Records drawn from a dataset:

========================================================================

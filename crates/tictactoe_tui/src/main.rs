//! Tic Tac Toe terminal UI.

#![warn(missing_docs)]

use anyhow::{Context, Result};
use clap::Parser;
use crossterm::{
    event::{self, DisableMouseCapture, EnableMouseCapture, Event, KeyEventKind},
    execute,
    terminal::{EnterAlternateScreen, LeaveAlternateScreen, disable_raw_mode, enable_raw_mode},
};
use ratatui::{Terminal, backend::CrosstermBackend, style::Color};
use std::io::{self, Stdout};
use std::path::Path;
use std::time::Duration;
use tictactoe_tui::{App, Cli, TuiConfig, draw};
use tracing::{error, info, instrument};
use tracing_subscriber::EnvFilter;

fn main() -> Result<()> {
    dotenvy::dotenv().ok();

    let cli = Cli::parse();

    let mut config = TuiConfig::load_or_default(&cli.config)
        .with_context(|| format!("Failed to load {}", cli.config.display()))?;
    if let Some(log_file) = cli.log_file {
        config = config.with_log_file(log_file);
    }
    let highlight = config.highlight()?;

    initialize_tracing(config.log_file())?;
    info!(?config, "Starting Tic Tac Toe");

    let mut terminal = setup_terminal()?;
    let res = run_app(&mut terminal, App::new(), &config, highlight);
    restore_terminal(&mut terminal)?;

    if let Err(e) = &res {
        error!(error = %e, "Exited with error");
    } else {
        info!("Exited cleanly");
    }
    res
}

/// Sends logs to a file so they never draw over the UI.
fn initialize_tracing(log_file: &Path) -> Result<()> {
    let file = std::fs::File::create(log_file)
        .with_context(|| format!("Failed to create log file {}", log_file.display()))?;
    tracing_subscriber::fmt()
        .with_env_filter(
            EnvFilter::try_from_default_env()
                .unwrap_or_else(|_| EnvFilter::new("info,tictactoe_core=debug,tictactoe_tui=debug")),
        )
        .with_writer(std::sync::Arc::new(file))
        .with_ansi(false)
        .init();
    Ok(())
}

fn setup_terminal() -> Result<Terminal<CrosstermBackend<Stdout>>> {
    enable_raw_mode()?;
    let mut stdout = io::stdout();
    if let Err(e) = execute!(stdout, EnterAlternateScreen, EnableMouseCapture) {
        disable_raw_mode()?;
        return Err(e.into());
    }
    let terminal = Terminal::new(CrosstermBackend::new(stdout))?;
    Ok(terminal)
}

fn restore_terminal(terminal: &mut Terminal<CrosstermBackend<Stdout>>) -> Result<()> {
    disable_raw_mode()?;
    execute!(terminal.backend_mut(), LeaveAlternateScreen, DisableMouseCapture)?;
    terminal.show_cursor()?;
    Ok(())
}

#[instrument(skip_all)]
fn run_app(
    terminal: &mut Terminal<CrosstermBackend<Stdout>>,
    mut app: App,
    config: &TuiConfig,
    highlight: Color,
) -> Result<()> {
    while !app.should_quit() {
        let mut click_map = Default::default();
        terminal.draw(|f| click_map = draw(f, &app, config, highlight))?;
        app.set_click_map(click_map);

        if event::poll(Duration::from_millis(100))? {
            match event::read()? {
                Event::Key(key) if key.kind == KeyEventKind::Press => app.handle_key(key.code),
                Event::Mouse(mouse) => app.handle_mouse(mouse),
                _ => {}
            }
        }
    }
    Ok(())
}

========================================================================

_TASK DIRECTIONS_: Please list every line of the records that contains "Duration".

_RESULT OF THE EXERCISE_:
use std::time::Duration;
        if event::poll(Duration::from_millis(100))? {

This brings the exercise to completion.